● **Exercise directions**
I need the number of lines in the listing below that include the string "filled", and only that number.

▬▬▬

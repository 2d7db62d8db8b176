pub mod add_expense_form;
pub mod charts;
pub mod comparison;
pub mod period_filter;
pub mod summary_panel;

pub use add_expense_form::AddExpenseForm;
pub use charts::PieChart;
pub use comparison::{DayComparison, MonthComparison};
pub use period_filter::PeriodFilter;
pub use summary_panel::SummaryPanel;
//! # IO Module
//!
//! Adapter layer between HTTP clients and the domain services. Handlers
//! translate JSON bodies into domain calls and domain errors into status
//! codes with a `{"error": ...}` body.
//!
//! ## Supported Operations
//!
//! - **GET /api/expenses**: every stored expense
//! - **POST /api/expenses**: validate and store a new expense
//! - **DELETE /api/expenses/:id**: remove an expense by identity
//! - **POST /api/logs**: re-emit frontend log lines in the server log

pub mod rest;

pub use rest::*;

▬▬▬

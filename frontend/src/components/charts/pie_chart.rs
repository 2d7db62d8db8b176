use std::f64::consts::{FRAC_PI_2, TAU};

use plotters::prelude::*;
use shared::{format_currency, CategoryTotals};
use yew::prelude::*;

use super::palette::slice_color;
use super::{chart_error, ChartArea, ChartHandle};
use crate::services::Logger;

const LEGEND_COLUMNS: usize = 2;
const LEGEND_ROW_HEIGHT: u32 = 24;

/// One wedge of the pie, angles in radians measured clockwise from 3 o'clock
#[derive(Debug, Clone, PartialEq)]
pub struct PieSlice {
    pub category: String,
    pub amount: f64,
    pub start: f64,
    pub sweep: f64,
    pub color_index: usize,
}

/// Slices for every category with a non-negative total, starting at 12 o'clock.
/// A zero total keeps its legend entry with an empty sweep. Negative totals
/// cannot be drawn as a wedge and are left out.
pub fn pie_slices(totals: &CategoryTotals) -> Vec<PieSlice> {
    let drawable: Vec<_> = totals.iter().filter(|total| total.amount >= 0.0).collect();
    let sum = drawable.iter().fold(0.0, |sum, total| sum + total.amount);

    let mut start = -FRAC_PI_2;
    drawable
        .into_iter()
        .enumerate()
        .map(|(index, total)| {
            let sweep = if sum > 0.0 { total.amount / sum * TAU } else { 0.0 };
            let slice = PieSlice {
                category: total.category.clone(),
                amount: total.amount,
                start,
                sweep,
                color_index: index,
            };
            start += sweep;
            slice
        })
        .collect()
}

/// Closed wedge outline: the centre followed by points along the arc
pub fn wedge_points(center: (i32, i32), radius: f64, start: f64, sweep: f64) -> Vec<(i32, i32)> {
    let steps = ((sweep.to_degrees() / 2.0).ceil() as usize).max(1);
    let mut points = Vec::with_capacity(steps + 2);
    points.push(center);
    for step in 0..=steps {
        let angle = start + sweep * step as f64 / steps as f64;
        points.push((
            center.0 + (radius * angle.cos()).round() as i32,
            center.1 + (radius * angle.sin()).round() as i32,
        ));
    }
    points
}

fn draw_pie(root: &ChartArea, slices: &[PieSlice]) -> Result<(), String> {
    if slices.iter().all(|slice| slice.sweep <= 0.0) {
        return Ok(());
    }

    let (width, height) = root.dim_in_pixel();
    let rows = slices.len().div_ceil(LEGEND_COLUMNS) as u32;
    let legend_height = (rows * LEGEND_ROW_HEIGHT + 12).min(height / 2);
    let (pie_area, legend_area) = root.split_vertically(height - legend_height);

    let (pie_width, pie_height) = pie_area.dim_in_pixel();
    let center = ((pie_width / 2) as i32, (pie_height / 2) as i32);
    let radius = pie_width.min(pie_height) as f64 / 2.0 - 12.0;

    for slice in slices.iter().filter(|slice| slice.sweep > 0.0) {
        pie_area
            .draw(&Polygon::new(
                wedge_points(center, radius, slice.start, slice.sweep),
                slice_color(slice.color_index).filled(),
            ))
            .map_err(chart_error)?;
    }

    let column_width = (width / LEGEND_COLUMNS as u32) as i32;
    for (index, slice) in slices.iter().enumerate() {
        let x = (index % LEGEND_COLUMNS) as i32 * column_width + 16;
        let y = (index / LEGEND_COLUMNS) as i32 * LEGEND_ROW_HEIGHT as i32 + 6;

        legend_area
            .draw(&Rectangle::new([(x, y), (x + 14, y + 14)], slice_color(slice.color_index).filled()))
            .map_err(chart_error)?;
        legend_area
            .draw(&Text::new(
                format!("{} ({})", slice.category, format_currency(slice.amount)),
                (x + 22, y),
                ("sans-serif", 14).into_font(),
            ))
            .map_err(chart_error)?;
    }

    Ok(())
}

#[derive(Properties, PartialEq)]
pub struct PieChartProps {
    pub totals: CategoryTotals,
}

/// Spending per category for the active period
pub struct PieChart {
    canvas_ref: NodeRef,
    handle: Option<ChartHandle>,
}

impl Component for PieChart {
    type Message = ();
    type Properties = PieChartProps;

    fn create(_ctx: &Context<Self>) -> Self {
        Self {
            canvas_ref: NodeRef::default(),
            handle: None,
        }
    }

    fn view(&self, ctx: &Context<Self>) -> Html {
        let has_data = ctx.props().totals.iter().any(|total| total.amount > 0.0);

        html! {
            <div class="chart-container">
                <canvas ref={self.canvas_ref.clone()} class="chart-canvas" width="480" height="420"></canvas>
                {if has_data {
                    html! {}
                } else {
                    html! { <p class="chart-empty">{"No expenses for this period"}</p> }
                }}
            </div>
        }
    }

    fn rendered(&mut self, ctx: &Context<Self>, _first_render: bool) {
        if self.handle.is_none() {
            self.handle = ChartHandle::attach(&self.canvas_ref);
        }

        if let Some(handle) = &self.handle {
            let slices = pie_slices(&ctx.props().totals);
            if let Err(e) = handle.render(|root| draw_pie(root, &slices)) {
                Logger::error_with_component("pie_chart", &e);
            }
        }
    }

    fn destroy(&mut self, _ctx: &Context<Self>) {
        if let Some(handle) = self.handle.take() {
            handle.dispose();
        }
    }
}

▬▬▬

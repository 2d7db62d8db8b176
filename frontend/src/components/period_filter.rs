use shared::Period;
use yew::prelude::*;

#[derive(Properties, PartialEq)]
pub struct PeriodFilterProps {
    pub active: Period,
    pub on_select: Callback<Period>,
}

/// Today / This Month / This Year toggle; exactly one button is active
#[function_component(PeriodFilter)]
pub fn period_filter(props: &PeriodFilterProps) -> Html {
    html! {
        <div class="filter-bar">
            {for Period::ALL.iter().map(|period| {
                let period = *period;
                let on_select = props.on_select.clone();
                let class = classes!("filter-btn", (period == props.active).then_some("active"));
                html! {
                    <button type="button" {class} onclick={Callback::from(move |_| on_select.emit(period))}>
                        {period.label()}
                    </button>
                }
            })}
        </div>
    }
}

▬▬▬

● **Answer to this exercise**
2